The other day, a client of mine told me she had taken a 12-month fixed-term role on an executive leadership team. “It’s great. Because I’m fixed-term, rather than permanent, I’ve got real clarity of why I’m here, and what my priorities are for the next 12 months. I can just get on with it.”


It got me thinking. Why does it take a frame of ‘fixed-term’ to provide that clarity?


Because here’s the thing. We are all fixed-term. We all have an end-date.


Nothing is really permanent. Our lives are fixed-term. The human race is likely to be fixed-term. The planet’s existence is fixed-term. 


Why do we call a job ‘permanent’ when the reality is that it too is fixed-term? 


What if, instead, we thought of our endeavours as having a finishing point? 


The book Four Thousand Weeks by Oliver Burkeman has experienced a rapid rise in popularity since its publication last year. Understandably so. This book puts things into perspective. Burkeman’s premise is that we have, on average, four thousand weeks on the planet to live out our lives. When we truly live with that in mind, we realise that we can’t do it all, and we don’t have all the time in the world to do it in. We must prioritise what matters. Aty the same time, four thousand weeks is enough to play a long game on something truly worthwhile. (By the way, also check out this brilliant post Your Life In Weeks by Tim Urban. It’s a great visual reminder of our impermanence.)


The Great Resignation (or, as Gartner puts it, the Great Reflection) is evidence that employees are seriously re-thinking what matters most. People are waking up to the idea that a job doesn’t have to be permanent, and that their work is not the centre of the universe. 

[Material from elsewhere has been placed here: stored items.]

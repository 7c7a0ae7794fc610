//! Detector core, subscription lifecycle, and the public handle.

use std::cell::RefCell;
use std::rc::{Rc, Weak};
use std::time::{Duration, Instant};

use crate::config::NavigationConfig;
use crate::intercept::FocusIntercept;
use crate::page::{CaptureStream, Document, Element, ListenerFn, ListenerId, PageError, PageEvent};

use super::dismiss::PendingDismiss;
use super::handlers;

/// Callback notified with the new value on every mode flip.
pub type ModeListener = dyn Fn(bool);

pub(super) struct AttachedListeners {
    nav_focus: ListenerId,
    pointer: ListenerId,
    key: ListenerId,
}

pub(super) struct DetectorCore {
    pub(super) doc: Document,
    pub(super) dismiss_timeout: Duration,
    pub(super) navigating: bool,
    /// Set by a real pointer press; consumed by the follow-up focus arrival
    /// of the same gesture so it is not evaluated as a keyboard signal.
    pub(super) mouse_latch: bool,
    pub(super) pending_dismiss: Option<PendingDismiss>,
    pub(super) subscribers: Vec<Weak<ModeListener>>,
    pub(super) attached: Option<AttachedListeners>,
    pub(super) intercept: FocusIntercept,
}

impl DetectorCore {
    /// Cancels any pending dismiss and schedules a fresh one with a snapshot
    /// of the currently focused element.
    pub(super) fn schedule_dismiss(&mut self, now: Instant) {
        assert!(
            self.attached.is_some(),
            "dismiss scheduled while the navigation detector is inactive"
        );
        let snapshot = self.doc.active_element().map(|el| Element::downgrade(&el));
        self.pending_dismiss = Some(PendingDismiss::new(now + self.dismiss_timeout, snapshot));
        log::trace!("dismiss scheduled in {:?}", self.dismiss_timeout);
    }
}

impl Drop for DetectorCore {
    fn drop(&mut self) {
        deactivate(self);
    }
}

/// Attaches the three capture listeners and installs interception.
/// `core` must be the exclusively borrowed contents of `core_rc`.
fn activate(core_rc: &Rc<RefCell<DetectorCore>>, core: &mut DetectorCore) {
    core.intercept.install();

    let nav_focus: Rc<ListenerFn> = {
        let weak = Rc::downgrade(core_rc);
        Rc::new(move |event: &PageEvent| {
            if let PageEvent::NavFocus(ev) = event {
                if let Some(core) = weak.upgrade() {
                    handlers::on_nav_focus(&core, ev);
                }
            }
        })
    };
    let pointer: Rc<ListenerFn> = {
        let weak = Rc::downgrade(core_rc);
        Rc::new(move |event: &PageEvent| {
            if let PageEvent::PointerDown(ev) = event {
                if let Some(core) = weak.upgrade() {
                    handlers::on_pointer_down(&core, ev);
                }
            }
        })
    };
    let key: Rc<ListenerFn> = {
        let weak = Rc::downgrade(core_rc);
        Rc::new(move |event: &PageEvent| {
            if let PageEvent::KeyDown(ev) = event {
                if let Some(core) = weak.upgrade() {
                    handlers::on_key_down(&core, ev);
                }
            }
        })
    };

    core.attached = Some(AttachedListeners {
        nav_focus: core
            .doc
            .add_capture_listener(CaptureStream::NavFocus, nav_focus),
        pointer: core
            .doc
            .add_capture_listener(CaptureStream::PointerDown, pointer),
        key: core.doc.add_capture_listener(CaptureStream::KeyDown, key),
    });
    log::debug!("navigation detector activated (document {})", core.doc.id());
}

/// Detaches all listeners, uninstalls interception, and cancels any pending
/// dismiss. The mode flag keeps its last known value. No-op when inactive.
pub(super) fn deactivate(core: &mut DetectorCore) {
    let Some(attached) = core.attached.take() else {
        return;
    };
    core.doc.remove_capture_listener(attached.nav_focus);
    core.doc.remove_capture_listener(attached.pointer);
    core.doc.remove_capture_listener(attached.key);
    core.intercept.uninstall();
    core.pending_dismiss = None;
    core.mouse_latch = false;
    log::debug!(
        "navigation detector deactivated (document {})",
        core.doc.id()
    );
}

fn same_listener(stored: &Weak<ModeListener>, listener: &Rc<ModeListener>) -> bool {
    stored.upgrade().is_some_and(|live| {
        std::ptr::eq(
            Rc::as_ptr(&live) as *const (),
            Rc::as_ptr(listener) as *const (),
        )
    })
}

/// Keyboard-vs-pointer navigation mode detector for one document.
///
/// The handle is cheap to clone; all clones drive the same per-document
/// state machine. Listener lifecycle is reference-counted by subscriber
/// count: the first subscriber attaches the capture listeners and installs
/// focus interception, the last one detaching reverses both. With zero
/// subscribers the detector holds no document listeners at all.
#[derive(Clone)]
pub struct NavigationDetector {
    pub(super) core: Rc<RefCell<DetectorCore>>,
}

impl NavigationDetector {
    pub fn new(doc: &Document) -> Self {
        Self::with_config(doc, NavigationConfig::default())
    }

    pub fn with_config(doc: &Document, config: NavigationConfig) -> Self {
        Self {
            core: Rc::new(RefCell::new(DetectorCore {
                doc: doc.clone(),
                dismiss_timeout: config.dismiss_timeout(),
                navigating: false,
                mouse_latch: false,
                pending_dismiss: None,
                subscribers: Vec::new(),
                attached: None,
                intercept: FocusIntercept::new(doc),
            })),
        }
    }

    /// Current mode. Never panics; with zero subscribers this is the last
    /// known value (`false` after [`NavigationDetector::dispose`]).
    pub fn is_navigating_with_keyboard(&self) -> bool {
        self.core.borrow().navigating
    }

    /// Imperative override. Notifies subscribers only when the value
    /// actually flips, exactly as the internal handlers do.
    pub fn set_navigating_with_keyboard(&self, value: bool) {
        handlers::set_mode(&self.core, value);
    }

    /// Registers a mode listener. The first live subscriber activates the
    /// machine. Listeners are held weakly and compared by identity, so
    /// subscribing the same `Rc` twice is a no-op and a listener dropped
    /// without unsubscribing cannot keep the machine active.
    pub fn subscribe(&self, listener: &Rc<ModeListener>) {
        let mut core = self.core.borrow_mut();
        core.subscribers.retain(|w| w.strong_count() > 0);
        if !core
            .subscribers
            .iter()
            .any(|stored| same_listener(stored, listener))
        {
            core.subscribers.push(Rc::downgrade(listener));
        }
        if core.attached.is_none() {
            activate(&self.core, &mut core);
        }
    }

    /// Removes a mode listener. Detaching the last one deactivates the
    /// machine and restores the native focus primitive.
    pub fn unsubscribe(&self, listener: &Rc<ModeListener>) {
        let mut core = self.core.borrow_mut();
        core.subscribers
            .retain(|stored| stored.strong_count() > 0 && !same_listener(stored, listener));
        if core.subscribers.is_empty() {
            deactivate(&mut core);
        }
    }

    /// Drives the dismiss deadline. Hosts call this from their event loop;
    /// a call with nothing pending (or while inactive) is a no-op.
    pub fn advance(&self, now: Instant) {
        let fire = {
            let mut core = self.core.borrow_mut();
            if !core.pending_dismiss.as_ref().is_some_and(|p| p.due(now)) {
                return;
            }
            let Some(pending) = core.pending_dismiss.take() else {
                return;
            };
            pending.snapshot_matches(core.doc.active_element().as_ref())
        };
        if fire {
            handlers::set_mode(&self.core, false);
        } else {
            log::trace!("dismiss abandoned; focus moved before the deadline");
        }
    }

    /// Focuses an element through the retained native primitive, bypassing
    /// the interception wrapper's bookkeeping.
    pub fn force_native_focus(&self, el: &Rc<Element>) -> Result<(), PageError> {
        let intercept = self.core.borrow().intercept.clone();
        intercept.force_native_focus(el)
    }

    /// The interception layer this detector drives.
    pub fn intercept(&self) -> FocusIntercept {
        self.core.borrow().intercept.clone()
    }

    pub fn is_active(&self) -> bool {
        self.core.borrow().attached.is_some()
    }

    /// Fully reverses installation regardless of subscriber count: detaches
    /// listeners, restores the native primitive, drops all subscriptions,
    /// and resets the mode to `false`.
    pub fn dispose(&self) {
        let mut core = self.core.borrow_mut();
        deactivate(&mut core);
        core.subscribers.clear();
        core.navigating = false;
        log::debug!("navigation detector disposed (document {})", core.doc.id());
    }
}

impl PartialEq for NavigationDetector {
    fn eq(&self, other: &Self) -> bool {
        Rc::ptr_eq(&self.core, &other.core)
    }
}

Last week, a participant in the Change Makers programme said “If we think we own people’s minds, hearts and souls, we’re in for a shock.” He said this after another participant mentioned that their employer is mandating people come back into the office to work – no exceptions. This other participant knows their worth and will likely look for a new employer rather than be forced into an unwilling compromise with the other priorities in their life.


An up-and-coming young professional I know has just moved organisations. “I’ll stay here in this place for probably 18 months. I’m going to contribute as much as I can, learn as much as I can, and then look for the next thing.” 


Anecdotes like these are everywhere.


As we adopt the idea that we are all fixed-term, the balance of power is shifting. If you’re thinking about your career, all other things being equal, you’re in a strong position. With a severe talent shortage, and career mobility on the rise, you have plenty of choice. You’re probably already thinking in terms of your career as a series of fixed-term gigs, linked together by a meaningful narrative.


If you’re thinking about attraction and retention, it might help to accept that your people are all fixed-term. No-one is permanent, and everyone has choices. The old deal of people giving their time in exchange for money is making way for something further up Maslow’s hierarchy. Time in exchange for meaningful work. Expertise in exchange for flexibility. Security of income is no longer enough. As I wrote about at the beginning of the pandemic, the Four B’s of Belonging, Bringing, Becoming and Being are a useful starting point for what you might offer.


We are all fixed-term. Let’s reshape our lives, and our organisations, to work with that fact.